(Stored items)

▬▬▬▬▬▬

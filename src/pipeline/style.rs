//! Inline `style` attribute rewriting.
//!
//! Which CSS properties survive the moderate level is a declarative table
//! consulted by [`filter_declarations`]; nothing else in the pipeline knows
//! property names.

/// What happens to one CSS declaration.
#[derive(Debug, Clone, Copy, PartialEq, Eq)]
pub enum StyleRule {
    Keep,
    Drop,
}

/// Properties that carry meaning a reader would notice if lost.
/// Everything else (fonts, margins, `mso-*`) is layout noise.
const STYLE_TABLE: &[(&str, StyleRule)] = &[
    ("color", StyleRule::Keep),
    ("font-weight", StyleRule::Keep),
    ("font-style", StyleRule::Keep),
    ("text-decoration", StyleRule::Keep),
];

/// Look up a property name (case-insensitive). Unlisted properties drop.
pub fn rule_for(property: &str) -> StyleRule {
    STYLE_TABLE
        .iter()
        .find(|(name, _)| name.eq_ignore_ascii_case(property))
        .map(|&(_, rule)| rule)
        .unwrap_or(StyleRule::Drop)
}

/// True if a class or style value carries the word-processor `mso` marker.
pub fn has_mso_marker(value: &str) -> bool {
    value
        .as_bytes()
        .windows(3)
        .any(|w| w.eq_ignore_ascii_case(b"mso"))
}

/// Keep only the declarations whose property the table keeps.
///
/// Declarations are re-emitted as `property:value` joined by `;`, which is
/// never longer than the input. Returns `None` when nothing survives.
pub fn filter_declarations(style: &str) -> Option<String> {
    let kept: Vec<String> = style
        .split(';')
        .filter_map(|decl| {
            let (property, value) = decl.split_once(':')?;
            let property = property.trim();
            let value = value.trim();
            if value.is_empty() || rule_for(property) == StyleRule::Drop {
                return None;
            }
            Some(format!("{}:{}", property.to_ascii_lowercase(), value))
        })
        .collect();

    if kept.is_empty() {
        None
    } else {
        Some(kept.join(";"))
    }
}

/// The declaration a legacy `<font color=…>` turns into.
pub fn color_declaration(color: &str) -> String {
    format!("color:{}", color.trim())
}
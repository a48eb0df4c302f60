//! Result types returned by the conversion entry points, and the size
//! helpers that fill them in.

use crate::error::FileError;
use crate::pipeline::classify;
use serde::{Deserialize, Serialize};
use std::path::PathBuf;

/// Size and timing figures for one conversion.
///
/// Sizes are UTF-8 byte counts.
#[derive(Debug, Clone, Copy, PartialEq, Eq, Default, Serialize, Deserialize)]
pub struct ConversionMetrics {
    pub original_size: usize,
    pub cleaned_size: usize,
    /// Rounded percentage of bytes removed; negative if the output grew.
    pub reduction_percentage: i64,
    pub processing_duration_ms: u64,
}

impl ConversionMetrics {
    pub fn new(original_size: usize, cleaned_size: usize, processing_duration_ms: u64) -> Self {
        Self {
            original_size,
            cleaned_size,
            reduction_percentage: reduction_percentage(original_size, cleaned_size),
            processing_duration_ms,
        }
    }
}

/// Statistics comparing an original document with its cleaned form.
#[derive(Debug, Clone, Copy, PartialEq, Eq, Serialize, Deserialize)]
#[serde(rename_all = "camelCase")]
pub struct ContentStats {
    pub original_length: usize,
    pub cleaned_length: usize,
    pub reduction_percentage: i64,
    pub is_word_content: bool,
}

/// A cleaned document with its metrics.
#[derive(Debug, Clone, PartialEq, Eq, Serialize, Deserialize)]
pub struct ConversionOutput {
    pub html: String,
    pub metrics: ConversionMetrics,
    /// Whether the input carried word-processor fingerprints.
    pub word_origin: bool,
}

/// Outcome for one file of a batch.
#[derive(Debug, Clone, Serialize, Deserialize)]
pub struct FileResult {
    /// 0-based position in the input list.
    pub index: usize,
    pub path: PathBuf,
    /// Present when the file converted.
    pub output: Option<ConversionOutput>,
    /// Present when the file failed; the rest of the batch is unaffected.
    pub error: Option<FileError>,
}

impl FileResult {
    pub fn is_success(&self) -> bool {
        self.error.is_none()
    }
}

/// Percentage of `original` removed, rounded half-up to an integer.
///
/// Returns 0 for an empty original.
pub fn reduction_percentage(original: usize, cleaned: usize) -> i64 {
    if original == 0 {
        return 0;
    }
    let ratio = (original as f64 - cleaned as f64) / original as f64 * 100.0;
    (ratio + 0.5).floor() as i64
}

/// Compare an original document with its cleaned form.
pub fn content_stats(original: &str, cleaned: &str) -> ContentStats {
    ContentStats {
        original_length: original.len(),
        cleaned_length: cleaned.len(),
        reduction_percentage: reduction_percentage(original.len(), cleaned.len()),
        is_word_content: classify::looks_like_word_origin(original),
    }
}

/// Human-readable byte count: `0 Bytes`, `512 Bytes`, `1.5 KB`, `2.25 MB`.
pub fn format_bytes(bytes: usize) -> String {
    const UNITS: [&str; 4] = ["Bytes", "KB", "MB", "GB"];
    if bytes == 0 {
        return "0 Bytes".to_string();
    }
    let mut value = bytes as f64;
    let mut unit = 0;
    while value >= 1024.0 && unit < UNITS.len() - 1 {
        value /= 1024.0;
        unit += 1;
    }
    let rounded = (value * 100.0).round() / 100.0;
    format!("{} {}", rounded, UNITS[unit])
}

#[cfg(test)]
mod tests {
    use super::*;

    #[test]
    fn reduction_examples() {
        assert_eq!(reduction_percentage(1000, 250), 75);
        assert_eq!(reduction_percentage(0, 0), 0);
        assert_eq!(reduction_percentage(0, 10), 0);
        assert_eq!(reduction_percentage(100, 100), 0);
        assert_eq!(reduction_percentage(100, 150), -50);
    }

    #[test]
    fn reduction_rounds_half_up() {
        // 1/8 = 12.5 %
        assert_eq!(reduction_percentage(8, 7), 13);
        // -12.5 % rounds towards positive infinity
        assert_eq!(reduction_percentage(8, 9), -12);
    }

    #[test]
    fn stats_use_byte_lengths() {
        let stats = content_stats("<p class=MsoNormal>é</p>", "<p>é</p>");
        assert_eq!(stats.original_length, 25);
        assert_eq!(stats.cleaned_length, 9);
        assert_eq!(stats.reduction_percentage, 64);
        assert!(stats.is_word_content);
    }

    #[test]
    fn stats_serialise_camel_case() {
        let json = serde_json::to_value(content_stats("<p>x</p>", "<p>x</p>")).unwrap();
        assert_eq!(json["originalLength"], 8);
        assert_eq!(json["isWordContent"], false);
    }

    #[test]
    fn bytes_formatting() {
        assert_eq!(format_bytes(0), "0 Bytes");
        assert_eq!(format_bytes(512), "512 Bytes");
        assert_eq!(format_bytes(1536), "1.5 KB");
        assert_eq!(format_bytes(10 * 1024 * 1024), "10 MB");
    }
}
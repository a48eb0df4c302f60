//! JSON request/response marshalling for service callers.
//!
//! Mirrors the wire shape HTTP front ends already speak:
//!
//! ```json
//! { "content": "<p class=MsoNormal>…</p>",
//!   "options": { "cleanupLevel": "moderate", "preserveImages": true,
//!                "preserveTables": true, "removeComments": true } }
//! ```
//!
//! Missing options take their defaults. Authentication, rate limiting and
//! persistence stay with the caller.

use crate::config::{CleanupOptions, ConversionConfig};
use crate::convert::convert;
use serde::{Deserialize, Serialize};
use tracing::warn;

/// A cleanup request as received from a client.
#[derive(Debug, Clone, PartialEq, Eq, Serialize, Deserialize)]
pub struct ConvertRequest {
    #[serde(default)]
    pub content: String,
    #[serde(default)]
    pub options: CleanupOptions,
}

/// The response sent back to the client.
#[derive(Debug, Clone, PartialEq, Eq, Serialize, Deserialize)]
#[serde(rename_all = "camelCase")]
pub struct ConvertResponse {
    pub success: bool,
    #[serde(rename = "cleanHTML")]
    pub clean_html: String,
    pub original_size: usize,
    pub cleaned_size: usize,
    /// Wall-clock milliseconds spent in the transform.
    pub processing_time: u64,
    #[serde(default, skip_serializing_if = "Option::is_none")]
    pub error: Option<String>,
}

impl ConvertResponse {
    fn failure(error: impl Into<String>) -> Self {
        Self {
            success: false,
            clean_html: String::new(),
            original_size: 0,
            cleaned_size: 0,
            processing_time: 0,
            error: Some(error.into()),
        }
    }
}

/// Handle one request.
///
/// The request's options override those in `config`; the size limit comes
/// from `config`. Never fails: rejected requests produce a response with
/// `success: false` and an `error` message.
pub fn handle_request(request: &ConvertRequest, config: &ConversionConfig) -> ConvertResponse {
    let config = ConversionConfig {
        options: request.options,
        ..config.clone()
    };

    match convert(&request.content, &config) {
        Ok(output) => ConvertResponse {
            success: true,
            clean_html: output.html,
            original_size: output.metrics.original_size,
            cleaned_size: output.metrics.cleaned_size,
            processing_time: output.metrics.processing_duration_ms,
            error: None,
        },
        Err(e) => {
            warn!("Request rejected: {}", e);
            ConvertResponse::failure(e.to_string())
        }
    }
}

/// Parse a JSON request body and handle it.
///
/// A body that is not a valid request yields a failure response rather than
/// an error, matching [`handle_request`].
pub fn handle_json(body: &str, config: &ConversionConfig) -> ConvertResponse {
    match serde_json::from_str::<ConvertRequest>(body) {
        Ok(request) => handle_request(&request, config),
        Err(e) => {
            warn!("Malformed request body: {}", e);
            ConvertResponse::failure(format!("Invalid request: {e}"))
        }
    }
}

▬▬▬▬▬▬

**WHAT YOU WILL DO:**
All lines in the data above from the one with "with its metrics." through the one with "pub struct FileResult" must be repeated exactly, and no others.

**EXPECTED ANSWER:**
/// A cleaned document with its metrics.
#[derive(Debug, Clone, PartialEq, Eq, Serialize, Deserialize)]
pub struct ConversionOutput {
    pub html: String,
    pub metrics: ConversionMetrics,
    /// Whether the input carried word-processor fingerprints.
    pub word_origin: bool,
}

/// Outcome for one file of a batch.
#[derive(Debug, Clone, Serialize, Deserialize)]
pub struct FileResult {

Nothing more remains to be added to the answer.